Dataset entries
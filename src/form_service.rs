use std::{collections::BTreeMap, time::Instant};

use anyhow::bail;
use chrono::{DateTime, Utc};
use serde::{Deserialize, Serialize};
use tracing::log;

use crate::{fixtures_service::{Fixture, Fixtures}, models::{MatchResult, Score, TeamName}, team_names, team_ratings_service::TeamRatings};

const FORM_GAMES: usize = 5;
const LONG_TERM_FORM_GAMES: usize = 10;
const MAX_DAYS_FROM_MEDIAN: i64 = 14;

/// A team's last five games as of one matchday, plus the ten game rating.
#[derive(Serialize, Deserialize, Debug, Clone, PartialEq)]
pub struct FormEntry {
    pub matchday: u8,
    pub date: DateTime<Utc>,
    /// Whether the team's own game of this matchday has been played.
    pub played: bool,
    pub teams_played: Vec<String>,
    pub scores: Vec<Score>,
    pub at_home: Vec<bool>,
    /// `W`, `D` or `L`, oldest first.
    pub form: String,
    pub gds: Vec<i16>,
    pub rating: f64,
    pub won_against_star_team: Vec<bool>,
    #[serde(default)]
    pub form_long_term: String,
    #[serde(default)]
    pub rating_long_term: f64,
}

#[derive(Serialize, Deserialize, Debug, Clone, PartialEq)]
pub struct RecentForm {
    pub form: Vec<String>,
    pub teams_played: Vec<String>,
    pub rating: f64,
    #[serde(default)]
    pub rating_long_term: f64,
    pub won_against_star_team: Vec<bool>,
}

#[derive(Serialize, Deserialize, Debug, Clone, Default)]
pub struct Form {
    pub matchdays: Vec<u8>,
    pub teams: BTreeMap<TeamName, BTreeMap<u8, FormEntry>>,
}

impl Form {
    pub fn is_empty(&self) -> bool {
        self.teams.is_empty()
    }

    pub fn current_matchday(&self) -> Option<u8> {
        self.matchdays.last().cloned()
    }

    pub fn prev_matchday(&self) -> Option<u8> {
        self.matchdays.iter().rev().nth(1).cloned()
    }

    pub fn get(&self, team: &str, matchday: u8) -> Option<&FormEntry> {
        self.teams.get(team).and_then(|e| e.get(&matchday))
    }

    /// Rating in percent at each matchday the team has a form entry for.
    pub fn rating_over_time(&self, team: &str) -> Vec<(u8, f64)> {
        self.teams.get(team)
            .map(|e| e.values().map(|f| (f.matchday, round_1dp(f.rating * 100.0))).collect())
            .unwrap_or_default()
    }

    pub fn recent_form(&self, team: &str) -> RecentForm {
        let current = self.current_matchday().and_then(|md| self.get(team, md));
        let entry = match current {
            Some(e) if e.played => Some(e),
            _ => self.prev_matchday().and_then(|md| self.get(team, md)).or(current),
        };

        match entry {
            Some(e) => {
                let mut form: Vec<String> = vec!["None".to_string(); FORM_GAMES.saturating_sub(e.form.len())];
                form.extend(e.form.chars().map(|c| c.to_string()));
                RecentForm {
                    form,
                    teams_played: e.teams_played.clone(),
                    rating: round_1dp(e.rating * 100.0),
                    rating_long_term: round_1dp(e.rating_long_term * 100.0),
                    won_against_star_team: e.won_against_star_team.clone(),
                }
            },
            None => RecentForm {
                form: vec!["None".to_string(); FORM_GAMES],
                teams_played: vec![],
                rating: 0.0,
                rating_long_term: 0.0,
                won_against_star_team: vec![],
            },
        }
    }
}

pub fn round_1dp(v: f64) -> f64 {
    (v * 10.0).round() / 10.0
}

pub struct FormService;

impl FormService {
    /// The team's own game date for the matchday, or the matchday's median
    /// date when the game was moved far from the rest of the round.
    fn reference_date(fixtures: &Fixtures, team: &str, matchday: u8, median: DateTime<Utc>) -> DateTime<Utc> {
        match fixtures.get(team, matchday) {
            Some(f) if (f.date - median).num_days().abs() <= MAX_DAYS_FROM_MEDIAN => f.date,
            _ => median,
        }
    }

    fn last_games<'a, 'b>(games: &'a [&'b Fixture], n_games: usize) -> &'a [&'b Fixture] {
        &games[games.len().saturating_sub(n_games)..]
    }

    /// Rating over the last `n_games` of `games`.
    pub fn calc_rating(games: &[&Fixture], n_games: usize, ratings: &TeamRatings) -> f64 {
        let games = FormService::last_games(games, n_games);
        let top_rating = ratings.top_rating();
        let n_played = games.len() as f64;
        let rating = games.iter()
            .filter_map(|g| g.score.map(|s| (g, s)))
            .fold(0.5, |rating, (g, score)| {
                let opp_rating = ratings.get_or_zero(&g.opponent);
                let gd = score.goal_diff_for(g.at_home).abs() as f64;
                match score.result_for(g.at_home) {
                    MatchResult::W => rating + opp_rating / n_played * gd,
                    MatchResult::L => rating - (top_rating - opp_rating) / n_played * gd,
                    MatchResult::D => rating,
                }
            });
        rating.clamp(0.0, 1.0)
    }

    fn form_entry(
        fixtures: &Fixtures,
        ratings: &TeamRatings,
        team: &str,
        matchday: u8,
        median: DateTime<Utc>,
        n_games: usize,
        star_team_threshold: f64,
    ) -> Option<FormEntry> {
        let reference = FormService::reference_date(fixtures, team, matchday, median);
        let games: Vec<&Fixture> = fixtures.team_games_by_date(team).into_iter()
            .filter(|e| e.date <= reference)
            .collect();
        let window = FormService::last_games(&games, n_games);
        let long_term = FormService::last_games(&games, LONG_TERM_FORM_GAMES.max(n_games));
        if window.is_empty() {
            return None;
        }

        let mut entry = FormEntry {
            matchday,
            date: reference,
            played: fixtures.get(team, matchday).map(|e| e.is_played()).unwrap_or(false),
            teams_played: vec![],
            scores: vec![],
            at_home: vec![],
            form: String::new(),
            gds: vec![],
            rating: FormService::calc_rating(window, n_games, ratings),
            won_against_star_team: vec![],
            form_long_term: long_term.iter()
                .filter_map(|g| g.score.map(|s| s.result_for(g.at_home).to_string()))
                .collect(),
            rating_long_term: FormService::calc_rating(long_term, LONG_TERM_FORM_GAMES.max(n_games), ratings),
        };
        for game in window {
            let Some(score) = game.score else { continue };
            let result = score.result_for(game.at_home);
            entry.teams_played.push(team_names::to_initials(&game.opponent));
            entry.scores.push(score);
            entry.at_home.push(game.at_home);
            entry.form.push_str(&result.to_string());
            entry.gds.push(score.goal_diff_for(game.at_home));
            entry.won_against_star_team.push(
                result == MatchResult::W && ratings.get_or_zero(&game.opponent) > star_team_threshold);
        }
        Some(entry)
    }

    pub fn build(fixtures: &Fixtures, ratings: &TeamRatings, star_team_threshold: f64) -> anyhow::Result<Form> {
        let before = Instant::now();
        if fixtures.is_empty() {
            bail!("Cannot build form: fixtures empty");
        }
        if ratings.is_empty() {
            bail!("Cannot build form: team ratings empty");
        }

        let matchdays = fixtures.played_matchdays();
        let mut teams = BTreeMap::<TeamName, BTreeMap<u8, FormEntry>>::new();
        for matchday in &matchdays {
            let Some(median) = fixtures.matchday_median_date(*matchday) else { continue };
            for team in fixtures.teams.keys() {
                if let Some(entry) = FormService::form_entry(fixtures, ratings, team, *matchday, median, FORM_GAMES, star_team_threshold) {
                    teams.entry(team.clone()).or_default().insert(*matchday, entry);
                }
            }
        }

        log::info!("[FORM] Built {} matchdays {:.2?}", matchdays.len(), before.elapsed());
        Ok(Form { matchdays, teams })
    }
}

# Your assignment
How many lines in the entries above include the string "DateTime"? Answer with the number only.

# Written solution
4